[Start of Attachment]

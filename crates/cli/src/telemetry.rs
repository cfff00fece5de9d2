// Copyright (c) 2025 Varshith Gudur. Licensed under AGPLv3.
use tracing_subscriber::{layer::SubscriberExt, util::SubscriberInitExt};

const DEFAULT_FILTER: &str = "cyberspace_chain=info,cyberspace_cli=info";

/// Logs go to stderr so stdout stays clean for `--json` and receipts.
pub fn init_telemetry() {
    let filter = std::env::var("RUST_LOG").unwrap_or_else(|_| DEFAULT_FILTER.into());
    let _ = tracing_subscriber::registry()
        .with(tracing_subscriber::EnvFilter::new(filter))
        .with(tracing_subscriber::fmt::layer().with_writer(std::io::stderr).with_target(false))
        .try_init();
}
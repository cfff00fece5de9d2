// Copyright (c) 2025 Varshith Gudur. Licensed under AGPLv3.
//! Chain replay: folding events from genesis while checking every link.

use crate::event::{Event, EventBody, EventId, PublicKey};
use crate::config::DEFAULT_MAX_LCA_HEIGHT;
use crate::movement::{estimate_cost, verify_movement_proof};
use crate::types::Coordinate;
use rustc_hash::FxHashSet;
use serde::Serialize;
use thiserror::Error;

/// A single integrity failure found while replaying a chain.
#[derive(Error, Debug, Clone, PartialEq, Eq, Serialize)]
#[serde(tag = "fault", rename_all = "snake_case")]
pub enum ChainFault {
    #[error("chain does not start with a genesis event")]
    MissingGenesis,

    #[error("second genesis event {id}")]
    UnexpectedGenesis { id: EventId },

    #[error("event id {id} does not match its content")]
    IdMismatch { id: EventId },

    #[error("event {id} links to {}, expected {}", show_link(.found), show_link(.expected))]
    BrokenLink { id: EventId, expected: Option<EventId>, found: Option<EventId> },

    #[error("event {id} forks the chain at {prev}")]
    Fork { id: EventId, prev: EventId },

    #[error("event {id} names genesis {found}, chain genesis is {expected}")]
    GenesisMismatch { id: EventId, expected: EventId, found: EventId },

    #[error("event {id} is authored by a different key")]
    AuthorMismatch { id: EventId },

    #[error("hop {id} starts at {found}, chain is at {expected}")]
    ProofOrigin { id: EventId, expected: Coordinate, found: Coordinate },

    #[error("hop {id} proves a move to {proved}, but records {recorded}")]
    ProofTarget { id: EventId, proved: Coordinate, recorded: Coordinate },

    #[error("hop {id} carries an invalid movement proof")]
    ProofInvalid { id: EventId },

    /// Not verified: the proof costs more than the verifier allows.
    #[error("hop {id} has LCA height {height}, above the verify limit {limit}")]
    ProofTooTall { id: EventId, height: u32, limit: u32 },
}

fn show_link(link: &Option<EventId>) -> String {
    match link {
        Some(id) => id.to_hex(),
        None => "nothing".into(),
    }
}

/// Running position of a replay.
///
/// `check` is read-only and reports every fault of one event, `apply` stops at
/// the first, and `advance` adopts an event without looking at it so an audit
/// can continue past a fault.
///
/// Proof verification costs `Θ(2^h)`, so hops taller than `height_limit` are
/// reported as `ProofTooTall` instead of being verified.
#[derive(Debug, Clone)]
pub struct ChainCursor {
    genesis: Option<EventId>,
    author: Option<PublicKey>,
    tip: Option<EventId>,
    coordinate: Option<Coordinate>,
    len: u64,
    referenced: FxHashSet<EventId>,
    height_limit: u32,
}

impl Default for ChainCursor {
    fn default() -> Self {
        Self::with_height_limit(DEFAULT_MAX_LCA_HEIGHT)
    }
}

impl ChainCursor {
    pub fn new() -> Self {
        Self::default()
    }

    pub fn with_height_limit(height_limit: u32) -> Self {
        Self {
            genesis: None,
            author: None,
            tip: None,
            coordinate: None,
            len: 0,
            referenced: FxHashSet::default(),
            height_limit,
        }
    }

    pub fn height_limit(&self) -> u32 {
        self.height_limit
    }

    pub fn genesis(&self) -> Option<&EventId> {
        self.genesis.as_ref()
    }

    pub fn author(&self) -> Option<&PublicKey> {
        self.author.as_ref()
    }

    pub fn tip(&self) -> Option<&EventId> {
        self.tip.as_ref()
    }

    /// Coordinate at the tip; `None` before genesis.
    pub fn coordinate(&self) -> Option<&Coordinate> {
        self.coordinate.as_ref()
    }

    pub fn len(&self) -> u64 {
        self.len
    }

    pub fn is_empty(&self) -> bool {
        self.len == 0
    }

    pub fn check(&self, event: &Event) -> Vec<ChainFault> {
        let id = event.id;
        let mut faults = Vec::new();

        if !event.verify_id() {
            faults.push(ChainFault::IdMismatch { id });
        }

        match (&event.body, self.tip) {
            (EventBody::Genesis(_), None) => {
                if event.prev.is_some() {
                    faults.push(ChainFault::BrokenLink { id, expected: None, found: event.prev });
                }
            }
            (EventBody::Genesis(_), Some(_)) => faults.push(ChainFault::UnexpectedGenesis { id }),
            (EventBody::Hop(_), None) => faults.push(ChainFault::MissingGenesis),
            (EventBody::Hop(hop), Some(tip)) => {
                match event.prev {
                    Some(prev) if self.referenced.contains(&prev) => {
                        faults.push(ChainFault::Fork { id, prev });
                    }
                    Some(prev) if prev == tip => {}
                    found => faults.push(ChainFault::BrokenLink { id, expected: Some(tip), found }),
                }

                if let Some(genesis) = self.genesis {
                    if hop.genesis != genesis {
                        faults.push(ChainFault::GenesisMismatch { id, expected: genesis, found: hop.genesis });
                    }
                }
                if self.author.is_some_and(|author| author != event.pubkey) {
                    faults.push(ChainFault::AuthorMismatch { id });
                }

                let origin = hop.proof.origin();
                if let Some(current) = &self.coordinate {
                    if &origin != current {
                        faults.push(ChainFault::ProofOrigin { id, expected: current.clone(), found: origin.clone() });
                    }
                }
                let proved = hop.proof.destination();
                if proved != hop.coordinate {
                    faults.push(ChainFault::ProofTarget { id, proved: proved.clone(), recorded: hop.coordinate.clone() });
                }
                // Sized from the coordinates, not the claimed heights.
                let height = estimate_cost(&origin, &proved).max();
                if height > self.height_limit {
                    faults.push(ChainFault::ProofTooTall { id, height, limit: self.height_limit });
                } else if !verify_movement_proof(&hop.proof) {
                    faults.push(ChainFault::ProofInvalid { id });
                }
            }
        }
        faults
    }

    /// Adopts `event` if it has no faults, otherwise returns the first one.
    pub fn apply(&mut self, event: &Event) -> Result<(), ChainFault> {
        if let Some(fault) = self.check(event).into_iter().next() {
            return Err(fault);
        }
        self.advance(event);
        Ok(())
    }

    /// Moves the cursor onto `event` without checking it.
    pub fn advance(&mut self, event: &Event) {
        if event.is_genesis() && self.genesis.is_none() {
            self.genesis = Some(event.id);
            self.author = Some(event.pubkey);
        }
        if let Some(prev) = event.prev {
            self.referenced.insert(prev);
        }
        self.tip = Some(event.id);
        self.coordinate = Some(event.coordinate().clone());
        self.len += 1;
    }
}
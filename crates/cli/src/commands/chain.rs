// Copyright (c) 2025 Varshith Gudur. Licensed under AGPLv3.
use super::new_table;
use crate::home::Home;
use anyhow::Context;
use cyberspace_chain::StateFile;

pub fn list(home: &Home) -> anyhow::Result<()> {
    let store = home.store()?;
    let active = StateFile::load(home.state_path())?.map(|s| s.state().active_chain.clone());
    let labels = store.list_labels()?;
    if labels.is_empty() {
        println!("(no chains yet; run `cyberspace spawn`)");
        return Ok(());
    }

    let mut table = new_table(vec!["", "Chain", "Events", "Coordinate"]);
    for label in labels {
        let marker = if active.as_deref() == Some(label.as_str()) { "*" } else { "" };
        // A damaged file should not hide the rest of the listing.
        let (events, coordinate) = match (store.length(&label), store.tip(&label)) {
            (Ok(len), Ok(tip)) => (len.to_string(), tip.coordinate().to_string()),
            (_, Err(e)) | (Err(e), _) => ("?".to_string(), e.to_string()),
        };
        table.add_row(vec![marker.to_string(), label, events, coordinate]);
    }
    println!("{table}");
    Ok(())
}

/// Makes `label` the active chain.
pub fn use_chain(home: &Home, label: &str) -> anyhow::Result<()> {
    let store = home.store()?;
    let mut state = home.require_state()?;
    state.switch_chain(&store, label).with_context(|| format!("switching to chain {label:?}"))?;
    println!("active_chain: {}", state.state().active_chain);
    println!("coordinate:   {}", state.state().coordinate);
    Ok(())
}

pub fn status(home: &Home) -> anyhow::Result<()> {
    let store = home.store()?;
    let state = home.reconciled_state(&store)?;
    let current = state.state();
    let length = store.length(&current.active_chain)?;

    println!("active_chain: {}", current.active_chain);
    println!("events:       {length}");
    println!("tip:          {}", current.tip);
    println!("coordinate:   {}", current.coordinate);
    println!("coord_hex:    {}", current.coordinate.render_hex());
    println!("pubkey:       {}", current.identity.pubkey);
    if let Some(target) = state.current_target() {
        println!("target:       {} {}", target.label, target.coordinate);
    }
    Ok(())
}
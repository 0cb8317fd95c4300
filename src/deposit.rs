//! Deposit growth engines.
//!
//! The fixed-rate engine is a deterministic compound-interest projector.
//! The variable-rate engine repeats the same single-trial computation
//! with an annual rate sampled fresh per trial and summarizes the
//! resulting capital distribution.

use rand::Rng;
use serde::{Deserialize, Serialize};

use crate::stats;
use crate::variates;
use crate::SimError;

/// Mean of the sampled annual rate for the variable deposit.
const VARIABLE_RATE_MEAN: f64 = 0.05;
/// Standard deviation of the sampled annual rate.
const VARIABLE_RATE_STD_DEV: f64 = 0.02;

#[derive(Debug, Clone, Serialize, Deserialize)]
pub struct FixedDepositParams {
    pub capital: f64,
    /// Annual interest rate in percent.
    pub rate_percent: f64,
    /// Deposit term in years; fractional terms are allowed.
    pub years: f64,
}

impl FixedDepositParams {
    pub fn validate(&self) -> Result<(), SimError> {
        if !self.capital.is_finite() || self.capital <= 0.0 {
            return Err(SimError::InvalidParameter(
                "capital must be greater than zero".to_string(),
            ));
        }
        if !self.rate_percent.is_finite() || !(0.0..=100.0).contains(&self.rate_percent) {
            return Err(SimError::InvalidParameter(
                "rate_percent must be between 0 and 100".to_string(),
            ));
        }
        if !self.years.is_finite() || self.years <= 0.0 {
            return Err(SimError::InvalidParameter(
                "years must be greater than zero".to_string(),
            ));
        }
        Ok(())
    }
}

/// One row of the fixed-deposit yearly schedule. The final row's period
/// is the true fractional term, not the next whole year.
#[derive(Debug, Clone, Copy, Serialize)]
pub struct YearlyRecord {
    pub period: f64,
    pub opening_capital: f64,
    pub interest_earned: f64,
    pub closing_capital: f64,
    pub accumulated_gain: f64,
}

#[derive(Debug, Clone, Serialize)]
pub struct FixedDepositSummary {
    pub initial_capital: f64,
    pub final_capital: f64,
    pub total_gain: f64,
    pub return_rate_percent: f64,
    pub schedule: Vec<YearlyRecord>,
}

pub fn run_fixed_deposit(params: &FixedDepositParams) -> Result<FixedDepositSummary, SimError> {
    params.validate()?;

    let rate = params.rate_percent / 100.0;
    let final_capital = params.capital * (1.0 + rate).powf(params.years);
    let total_gain = final_capital - params.capital;
    let return_rate_percent = total_gain / params.capital * 100.0;

    let whole_years = params.years.ceil() as usize;
    let mut schedule = Vec::with_capacity(whole_years + 1);
    for i in 0..=whole_years {
        // Clamp the exponent so the last partial period uses the true
        // fractional term.
        let period = (i as f64).min(params.years);
        let closing_capital = params.capital * (1.0 + rate).powf(period);
        let opening_capital = if i == 0 {
            params.capital
        } else {
            let prev_period = ((i - 1) as f64).min(params.years);
            params.capital * (1.0 + rate).powf(prev_period)
        };
        schedule.push(YearlyRecord {
            period,
            opening_capital,
            interest_earned: closing_capital - opening_capital,
            closing_capital,
            accumulated_gain: closing_capital - params.capital,
        });
    }

    Ok(FixedDepositSummary {
        initial_capital: params.capital,
        final_capital,
        total_gain,
        return_rate_percent,
        schedule,
    })
}

#[derive(Debug, Clone, Serialize, Deserialize)]
pub struct VariableDepositParams {
    pub capital: f64,
    /// Deposit term in years; fractional terms are allowed.
    pub years: f64,
    /// Number of Monte Carlo trials, 100..=10000.
    pub trials: usize,
}

impl VariableDepositParams {
    pub fn validate(&self) -> Result<(), SimError> {
        if !self.capital.is_finite() || self.capital <= 0.0 {
            return Err(SimError::InvalidParameter(
                "capital must be greater than zero".to_string(),
            ));
        }
        if !self.years.is_finite() || self.years <= 0.0 {
            return Err(SimError::InvalidParameter(
                "years must be greater than zero".to_string(),
            ));
        }
        if !(100..=10_000).contains(&self.trials) {
            return Err(SimError::InvalidParameter(
                "trials must be between 100 and 10000".to_string(),
            ));
        }
        Ok(())
    }
}

#[derive(Debug, Clone, Serialize)]
pub struct VariableDepositSummary {
    pub initial_capital: f64,
    pub mean_capital: f64,
    pub min_capital: f64,
    pub max_capital: f64,
    pub median_capital: f64,
    pub percentile_25: f64,
    /// Historically labelled the 75th percentile but computed at the
    /// 95th. Kept as-is so downstream reports retain their meaning.
    pub percentile_75: f64,
    pub std_dev: f64,
    pub coefficient_of_variation: f64,
    /// Final capital of every trial, in trial order.
    pub finals: Vec<f64>,
}

pub fn run_variable_deposit<R: Rng>(
    params: &VariableDepositParams,
    rng: &mut R,
) -> Result<VariableDepositSummary, SimError> {
    params.validate()?;

    let mut finals = Vec::with_capacity(params.trials);
    for _ in 0..params.trials {
        let z = variates::standard_normal(rng);
        // Negative rates are not meaningful here; floor at zero.
        let rate = (VARIABLE_RATE_MEAN + z * VARIABLE_RATE_STD_DEV).max(0.0);
        finals.push(params.capital * (1.0 + rate).powf(params.years));
    }

    Ok(VariableDepositSummary {
        initial_capital: params.capital,
        mean_capital: stats::mean(&finals),
        min_capital: stats::min(&finals),
        max_capital: stats::max(&finals),
        median_capital: stats::median(&finals),
        percentile_25: stats::percentile(&finals, 25.0),
        percentile_75: stats::percentile(&finals, 95.0),
        std_dev: stats::std_dev(&finals),
        coefficient_of_variation: stats::coefficient_of_variation(&finals),
        finals,
    })
}

#[cfg(test)]
mod tests {
    use rand::rngs::StdRng;
    use rand::SeedableRng;

    use super::*;

    #[test]
    fn fixed_deposit_known_values() {
        let params = FixedDepositParams {
            capital: 1000.0,
            rate_percent: 10.0,
            years: 2.0,
        };
        let summary = run_fixed_deposit(&params).unwrap();
        assert!((summary.final_capital - 1210.0).abs() < 1e-9);
        assert!((summary.total_gain - 210.0).abs() < 1e-9);
        assert!((summary.return_rate_percent - 21.0).abs() < 1e-9);
        assert_eq!(summary.schedule.len(), 3);
    }

    #[test]
    fn fixed_deposit_schedule_chains() {
        let params = FixedDepositParams {
            capital: 2500.0,
            rate_percent: 7.5,
            years: 4.0,
        };
        let summary = run_fixed_deposit(&params).unwrap();
        for pair in summary.schedule.windows(2) {
            assert_eq!(pair[0].closing_capital, pair[1].opening_capital);
        }
        assert_eq!(summary.schedule[0].interest_earned, 0.0);
        let last = summary.schedule.last().unwrap();
        assert!((last.closing_capital - summary.final_capital).abs() < 1e-9);
    }

    #[test]
    fn fixed_deposit_fractional_term_clamps_last_period() {
        let params = FixedDepositParams {
            capital: 1000.0,
            rate_percent: 10.0,
            years: 2.5,
        };
        let summary = run_fixed_deposit(&params).unwrap();
        // Periods 0, 1, 2, 2.5.
        assert_eq!(summary.schedule.len(), 4);
        let last = summary.schedule.last().unwrap();
        assert_eq!(last.period, 2.5);
        assert!((last.closing_capital - summary.final_capital).abs() < 1e-9);
    }

    #[test]
    fn fixed_deposit_rejects_nonpositive_capital() {
        let params = FixedDepositParams {
            capital: 0.0,
            rate_percent: 10.0,
            years: 1.0,
        };
        assert!(matches!(
            run_fixed_deposit(&params),
            Err(SimError::InvalidParameter(_))
        ));
    }

    #[test]
    fn variable_deposit_order_statistics_hold() {
        let params = VariableDepositParams {
            capital: 1000.0,
            years: 3.0,
            trials: 500,
        };
        let mut rng = StdRng::seed_from_u64(31);
        let summary = run_variable_deposit(&params, &mut rng).unwrap();
        assert_eq!(summary.finals.len(), 500);
        assert!(summary.min_capital <= summary.median_capital);
        assert!(summary.median_capital <= summary.max_capital);
        assert!(summary.percentile_25 <= summary.median_capital);
        assert!(summary.median_capital <= summary.percentile_75);
        assert!(summary.std_dev >= 0.0);
    }

    #[test]
    fn variable_deposit_mean_tracks_expected_growth() {
        let params = VariableDepositParams {
            capital: 1000.0,
            years: 1.0,
            trials: 10_000,
        };
        let mut rng = StdRng::seed_from_u64(37);
        let summary = run_variable_deposit(&params, &mut rng).unwrap();
        let expected = 1000.0 * 1.05;
        assert!(
            (summary.mean_capital - expected).abs() / expected < 0.01,
            "mean {} too far from {}",
            summary.mean_capital,
            expected
        );
    }

    #[test]
    fn variable_deposit_is_reproducible_for_equal_seeds() {
        let params = VariableDepositParams {
            capital: 1500.0,
            years: 2.0,
            trials: 200,
        };
        let a = run_variable_deposit(&params, &mut StdRng::seed_from_u64(41)).unwrap();
        let b = run_variable_deposit(&params, &mut StdRng::seed_from_u64(41)).unwrap();
        assert_eq!(a.finals, b.finals);
        assert_eq!(a.mean_capital, b.mean_capital);
    }

    #[test]
    fn variable_deposit_rejects_out_of_range_trials() {
        let params = VariableDepositParams {
            capital: 1000.0,
            years: 1.0,
            trials: 50,
        };
        let mut rng = StdRng::seed_from_u64(43);
        assert!(matches!(
            run_variable_deposit(&params, &mut rng),
            Err(SimError::InvalidParameter(_))
        ));
    }
}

[End of Attachment]

When you reach the line that contains "let _ = tracing_subscriber::registry()", stop; output it and every line before it from the start of the data, exactly as written.

filename crates/cli/src/telemetry.rs
repository cfff00fece5de9d2
// Copyright (c) 2025 Varshith Gudur. Licensed under AGPLv3.
use tracing_subscriber::{layer::SubscriberExt, util::SubscriberInitExt};

const DEFAULT_FILTER: &str = "cyberspace_chain=info,cyberspace_cli=info";

/// Logs go to stderr so stdout stays clean for `--json` and receipts.
pub fn init_telemetry() {
    let filter = std::env::var("RUST_LOG").unwrap_or_else(|_| DEFAULT_FILTER.into());
    let _ = tracing_subscriber::registry()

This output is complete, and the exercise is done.